Exercise details
Go to the line in the entries below that holds "pub fn SaleListPage()" and repeat exactly from there through the line that holds "the address bar", inclusive.

[Records excerpted from a collection]
[Start of section]
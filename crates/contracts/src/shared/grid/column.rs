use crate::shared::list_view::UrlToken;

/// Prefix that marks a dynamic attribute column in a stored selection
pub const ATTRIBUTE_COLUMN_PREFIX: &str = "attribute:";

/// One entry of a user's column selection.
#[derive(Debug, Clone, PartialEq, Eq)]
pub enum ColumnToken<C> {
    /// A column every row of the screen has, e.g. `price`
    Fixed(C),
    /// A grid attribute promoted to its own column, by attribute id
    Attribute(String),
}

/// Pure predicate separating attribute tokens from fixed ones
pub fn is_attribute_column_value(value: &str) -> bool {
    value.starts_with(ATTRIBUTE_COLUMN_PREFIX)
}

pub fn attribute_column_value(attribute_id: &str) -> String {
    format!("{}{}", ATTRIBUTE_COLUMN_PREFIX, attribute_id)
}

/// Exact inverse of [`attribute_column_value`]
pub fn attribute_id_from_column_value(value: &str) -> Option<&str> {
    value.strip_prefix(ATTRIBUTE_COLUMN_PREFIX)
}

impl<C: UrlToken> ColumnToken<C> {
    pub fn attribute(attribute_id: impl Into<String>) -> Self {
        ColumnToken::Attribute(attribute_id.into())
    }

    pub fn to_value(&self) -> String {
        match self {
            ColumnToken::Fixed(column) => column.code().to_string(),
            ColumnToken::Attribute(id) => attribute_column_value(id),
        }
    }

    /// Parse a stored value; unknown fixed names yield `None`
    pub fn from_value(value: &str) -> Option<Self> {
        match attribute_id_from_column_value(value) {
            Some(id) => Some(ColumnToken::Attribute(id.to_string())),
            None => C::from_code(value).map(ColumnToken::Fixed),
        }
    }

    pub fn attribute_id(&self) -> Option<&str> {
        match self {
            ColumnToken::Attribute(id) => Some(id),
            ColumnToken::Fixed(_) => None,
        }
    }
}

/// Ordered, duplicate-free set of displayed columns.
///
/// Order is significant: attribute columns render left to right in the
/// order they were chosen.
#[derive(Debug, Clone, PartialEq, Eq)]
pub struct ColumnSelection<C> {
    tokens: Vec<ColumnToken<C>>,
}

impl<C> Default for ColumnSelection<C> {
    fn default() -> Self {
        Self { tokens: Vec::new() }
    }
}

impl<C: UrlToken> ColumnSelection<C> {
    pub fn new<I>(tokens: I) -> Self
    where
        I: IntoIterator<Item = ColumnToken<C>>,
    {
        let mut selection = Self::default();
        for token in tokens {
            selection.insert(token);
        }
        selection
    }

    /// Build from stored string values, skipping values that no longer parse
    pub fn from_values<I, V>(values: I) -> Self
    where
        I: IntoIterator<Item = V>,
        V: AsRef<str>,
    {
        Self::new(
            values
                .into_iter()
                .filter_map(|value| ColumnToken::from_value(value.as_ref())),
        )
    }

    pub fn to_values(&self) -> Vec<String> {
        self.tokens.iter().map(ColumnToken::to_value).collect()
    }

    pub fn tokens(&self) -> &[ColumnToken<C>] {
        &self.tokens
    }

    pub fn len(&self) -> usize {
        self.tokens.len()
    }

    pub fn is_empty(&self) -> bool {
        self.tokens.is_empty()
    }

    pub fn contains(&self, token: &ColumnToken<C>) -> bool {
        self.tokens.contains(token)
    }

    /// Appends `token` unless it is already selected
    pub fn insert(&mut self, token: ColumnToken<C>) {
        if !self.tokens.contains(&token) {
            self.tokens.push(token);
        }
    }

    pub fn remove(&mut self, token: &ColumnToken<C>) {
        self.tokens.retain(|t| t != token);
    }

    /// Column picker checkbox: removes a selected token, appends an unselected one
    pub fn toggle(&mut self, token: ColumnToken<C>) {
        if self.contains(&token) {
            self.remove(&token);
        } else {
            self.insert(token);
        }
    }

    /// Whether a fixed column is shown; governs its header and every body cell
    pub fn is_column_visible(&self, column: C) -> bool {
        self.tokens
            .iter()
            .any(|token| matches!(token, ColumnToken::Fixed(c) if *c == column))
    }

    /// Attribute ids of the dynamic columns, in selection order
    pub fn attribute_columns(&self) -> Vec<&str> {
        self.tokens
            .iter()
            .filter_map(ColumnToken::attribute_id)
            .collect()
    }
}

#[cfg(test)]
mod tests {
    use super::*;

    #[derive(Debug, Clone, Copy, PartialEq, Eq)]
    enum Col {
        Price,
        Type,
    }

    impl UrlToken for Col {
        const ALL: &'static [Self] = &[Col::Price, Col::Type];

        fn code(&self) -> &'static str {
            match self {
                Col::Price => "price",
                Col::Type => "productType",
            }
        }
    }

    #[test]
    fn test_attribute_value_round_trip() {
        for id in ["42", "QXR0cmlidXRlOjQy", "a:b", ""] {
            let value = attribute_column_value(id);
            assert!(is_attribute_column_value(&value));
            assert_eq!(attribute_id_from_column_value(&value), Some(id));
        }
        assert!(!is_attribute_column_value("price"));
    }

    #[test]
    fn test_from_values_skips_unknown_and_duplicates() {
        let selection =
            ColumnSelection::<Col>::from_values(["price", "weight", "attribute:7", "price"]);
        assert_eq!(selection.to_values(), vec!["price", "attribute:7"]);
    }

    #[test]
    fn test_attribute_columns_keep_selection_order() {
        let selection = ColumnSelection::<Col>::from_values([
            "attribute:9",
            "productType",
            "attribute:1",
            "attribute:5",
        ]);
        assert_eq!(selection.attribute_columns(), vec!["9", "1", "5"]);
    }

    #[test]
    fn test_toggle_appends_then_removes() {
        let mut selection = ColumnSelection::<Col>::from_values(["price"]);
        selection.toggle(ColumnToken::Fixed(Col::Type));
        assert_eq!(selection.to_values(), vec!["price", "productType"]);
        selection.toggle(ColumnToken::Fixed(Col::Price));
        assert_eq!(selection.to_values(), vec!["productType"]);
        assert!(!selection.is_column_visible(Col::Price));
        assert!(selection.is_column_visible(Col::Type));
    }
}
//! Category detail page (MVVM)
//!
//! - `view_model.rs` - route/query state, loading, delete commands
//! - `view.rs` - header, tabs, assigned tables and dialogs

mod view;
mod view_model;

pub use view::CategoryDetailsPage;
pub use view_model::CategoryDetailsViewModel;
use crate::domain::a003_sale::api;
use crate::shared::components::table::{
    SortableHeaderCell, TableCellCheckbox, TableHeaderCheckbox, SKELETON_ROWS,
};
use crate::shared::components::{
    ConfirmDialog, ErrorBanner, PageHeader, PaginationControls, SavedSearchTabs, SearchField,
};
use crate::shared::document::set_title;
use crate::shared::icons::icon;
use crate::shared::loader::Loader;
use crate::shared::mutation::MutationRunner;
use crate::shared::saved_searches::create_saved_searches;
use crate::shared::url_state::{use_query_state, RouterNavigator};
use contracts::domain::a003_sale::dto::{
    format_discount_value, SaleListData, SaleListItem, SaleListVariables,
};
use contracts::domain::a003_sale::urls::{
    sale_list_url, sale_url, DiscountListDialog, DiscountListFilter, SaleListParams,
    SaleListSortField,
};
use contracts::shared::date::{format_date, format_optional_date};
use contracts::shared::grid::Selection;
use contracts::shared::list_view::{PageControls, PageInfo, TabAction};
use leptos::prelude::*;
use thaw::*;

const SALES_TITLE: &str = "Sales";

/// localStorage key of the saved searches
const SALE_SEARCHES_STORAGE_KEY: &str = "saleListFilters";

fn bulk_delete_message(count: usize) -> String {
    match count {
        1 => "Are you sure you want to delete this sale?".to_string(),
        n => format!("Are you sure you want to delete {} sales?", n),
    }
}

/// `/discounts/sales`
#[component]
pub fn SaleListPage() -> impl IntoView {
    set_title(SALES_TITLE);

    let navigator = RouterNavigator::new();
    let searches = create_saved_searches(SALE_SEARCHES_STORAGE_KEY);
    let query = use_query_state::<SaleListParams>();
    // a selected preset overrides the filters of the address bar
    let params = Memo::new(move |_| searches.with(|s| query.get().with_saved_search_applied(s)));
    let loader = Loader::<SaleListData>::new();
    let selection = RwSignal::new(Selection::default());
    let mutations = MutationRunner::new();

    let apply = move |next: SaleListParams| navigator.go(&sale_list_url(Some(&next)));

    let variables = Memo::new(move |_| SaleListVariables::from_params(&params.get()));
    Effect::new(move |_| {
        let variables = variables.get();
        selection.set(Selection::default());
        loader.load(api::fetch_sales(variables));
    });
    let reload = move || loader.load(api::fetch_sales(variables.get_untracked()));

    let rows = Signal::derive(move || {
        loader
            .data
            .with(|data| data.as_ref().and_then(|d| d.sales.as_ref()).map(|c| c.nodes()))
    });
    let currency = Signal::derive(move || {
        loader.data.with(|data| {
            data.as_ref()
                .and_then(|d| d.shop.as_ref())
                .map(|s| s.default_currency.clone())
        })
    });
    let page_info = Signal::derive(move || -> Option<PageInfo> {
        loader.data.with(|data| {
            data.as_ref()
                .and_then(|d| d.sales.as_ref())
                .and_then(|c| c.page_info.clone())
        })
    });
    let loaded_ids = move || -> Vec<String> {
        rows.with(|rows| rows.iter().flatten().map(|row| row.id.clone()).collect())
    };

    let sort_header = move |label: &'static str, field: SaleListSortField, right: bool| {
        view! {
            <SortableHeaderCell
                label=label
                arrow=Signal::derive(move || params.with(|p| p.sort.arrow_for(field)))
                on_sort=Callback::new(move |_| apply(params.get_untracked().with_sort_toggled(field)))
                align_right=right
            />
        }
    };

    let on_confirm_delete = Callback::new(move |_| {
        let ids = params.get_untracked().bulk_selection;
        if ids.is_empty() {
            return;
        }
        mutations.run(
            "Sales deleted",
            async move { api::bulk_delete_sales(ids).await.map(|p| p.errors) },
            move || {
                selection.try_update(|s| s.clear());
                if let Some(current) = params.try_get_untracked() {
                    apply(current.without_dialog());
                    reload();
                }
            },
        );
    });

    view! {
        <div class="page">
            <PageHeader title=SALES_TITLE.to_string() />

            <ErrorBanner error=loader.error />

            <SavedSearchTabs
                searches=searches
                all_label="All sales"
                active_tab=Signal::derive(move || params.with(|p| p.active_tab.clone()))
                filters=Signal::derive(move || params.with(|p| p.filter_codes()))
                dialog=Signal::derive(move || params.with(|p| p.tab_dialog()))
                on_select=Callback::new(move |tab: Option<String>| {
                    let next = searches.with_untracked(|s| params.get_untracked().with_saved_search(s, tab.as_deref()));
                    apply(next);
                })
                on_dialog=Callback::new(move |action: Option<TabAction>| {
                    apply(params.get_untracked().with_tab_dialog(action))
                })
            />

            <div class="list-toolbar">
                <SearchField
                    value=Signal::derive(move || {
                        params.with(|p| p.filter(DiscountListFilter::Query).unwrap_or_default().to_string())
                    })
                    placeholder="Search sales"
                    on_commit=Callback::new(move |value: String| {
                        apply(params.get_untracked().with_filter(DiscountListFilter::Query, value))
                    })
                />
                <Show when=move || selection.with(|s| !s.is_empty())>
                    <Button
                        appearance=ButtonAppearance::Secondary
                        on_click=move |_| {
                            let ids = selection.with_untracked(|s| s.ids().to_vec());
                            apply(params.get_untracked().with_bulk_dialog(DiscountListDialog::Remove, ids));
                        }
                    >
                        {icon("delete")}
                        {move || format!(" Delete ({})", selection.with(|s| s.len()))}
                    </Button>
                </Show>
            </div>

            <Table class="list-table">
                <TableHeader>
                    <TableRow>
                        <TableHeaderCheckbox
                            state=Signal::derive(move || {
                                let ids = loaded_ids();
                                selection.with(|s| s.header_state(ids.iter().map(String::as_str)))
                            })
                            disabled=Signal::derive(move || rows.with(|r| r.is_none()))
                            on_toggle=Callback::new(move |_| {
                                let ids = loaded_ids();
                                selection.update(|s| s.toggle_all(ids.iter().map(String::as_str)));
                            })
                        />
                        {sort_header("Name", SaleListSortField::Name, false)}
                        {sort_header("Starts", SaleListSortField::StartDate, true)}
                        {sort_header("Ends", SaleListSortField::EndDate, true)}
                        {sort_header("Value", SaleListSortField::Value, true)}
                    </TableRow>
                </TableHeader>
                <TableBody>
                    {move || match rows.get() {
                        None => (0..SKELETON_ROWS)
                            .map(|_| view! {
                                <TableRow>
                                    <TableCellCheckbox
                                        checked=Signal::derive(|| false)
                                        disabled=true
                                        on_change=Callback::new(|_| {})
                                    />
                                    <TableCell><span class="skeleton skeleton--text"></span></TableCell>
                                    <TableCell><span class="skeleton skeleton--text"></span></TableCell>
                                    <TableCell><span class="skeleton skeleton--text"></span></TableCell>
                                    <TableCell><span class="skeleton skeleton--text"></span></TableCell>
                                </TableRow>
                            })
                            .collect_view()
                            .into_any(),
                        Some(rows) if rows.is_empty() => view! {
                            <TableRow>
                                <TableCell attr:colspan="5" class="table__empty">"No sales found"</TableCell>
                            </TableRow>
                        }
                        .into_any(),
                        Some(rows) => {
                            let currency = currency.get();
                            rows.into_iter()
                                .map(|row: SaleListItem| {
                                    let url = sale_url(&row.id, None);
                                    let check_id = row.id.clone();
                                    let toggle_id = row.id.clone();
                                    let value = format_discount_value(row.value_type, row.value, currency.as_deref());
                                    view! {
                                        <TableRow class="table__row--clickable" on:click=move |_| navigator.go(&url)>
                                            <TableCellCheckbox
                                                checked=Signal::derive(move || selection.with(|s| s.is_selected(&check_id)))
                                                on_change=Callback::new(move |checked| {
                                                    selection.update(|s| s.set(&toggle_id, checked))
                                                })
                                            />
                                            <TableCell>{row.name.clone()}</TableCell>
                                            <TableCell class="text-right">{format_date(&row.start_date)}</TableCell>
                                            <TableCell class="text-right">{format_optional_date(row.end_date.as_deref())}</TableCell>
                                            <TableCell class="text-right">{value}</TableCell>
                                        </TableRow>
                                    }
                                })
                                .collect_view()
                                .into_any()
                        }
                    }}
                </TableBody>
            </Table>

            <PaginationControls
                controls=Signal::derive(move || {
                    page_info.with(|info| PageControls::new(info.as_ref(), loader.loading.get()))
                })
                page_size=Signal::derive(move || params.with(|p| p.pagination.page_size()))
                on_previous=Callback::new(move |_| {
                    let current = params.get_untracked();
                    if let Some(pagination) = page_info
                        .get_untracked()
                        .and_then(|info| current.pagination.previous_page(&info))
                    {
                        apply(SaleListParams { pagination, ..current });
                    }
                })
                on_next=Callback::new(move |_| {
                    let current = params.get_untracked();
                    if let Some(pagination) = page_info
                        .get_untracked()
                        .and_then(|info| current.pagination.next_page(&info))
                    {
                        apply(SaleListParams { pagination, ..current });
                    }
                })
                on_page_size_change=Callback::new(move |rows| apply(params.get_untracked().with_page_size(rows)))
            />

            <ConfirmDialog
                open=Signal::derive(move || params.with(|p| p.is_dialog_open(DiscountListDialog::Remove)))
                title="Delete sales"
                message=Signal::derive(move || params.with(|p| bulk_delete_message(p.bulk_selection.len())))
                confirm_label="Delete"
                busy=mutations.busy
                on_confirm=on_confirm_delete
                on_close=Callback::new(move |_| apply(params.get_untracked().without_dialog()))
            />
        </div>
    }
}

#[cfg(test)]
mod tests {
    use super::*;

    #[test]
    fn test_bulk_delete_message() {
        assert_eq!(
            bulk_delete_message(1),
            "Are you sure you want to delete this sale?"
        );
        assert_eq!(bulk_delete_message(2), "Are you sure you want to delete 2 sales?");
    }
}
[End of section]
Completed exercise
pub fn SaleListPage() -> impl IntoView {
    set_title(SALES_TITLE);

    let navigator = RouterNavigator::new();
    let searches = create_saved_searches(SALE_SEARCHES_STORAGE_KEY);
    let query = use_query_state::<SaleListParams>();
    // a selected preset overrides the filters of the address bar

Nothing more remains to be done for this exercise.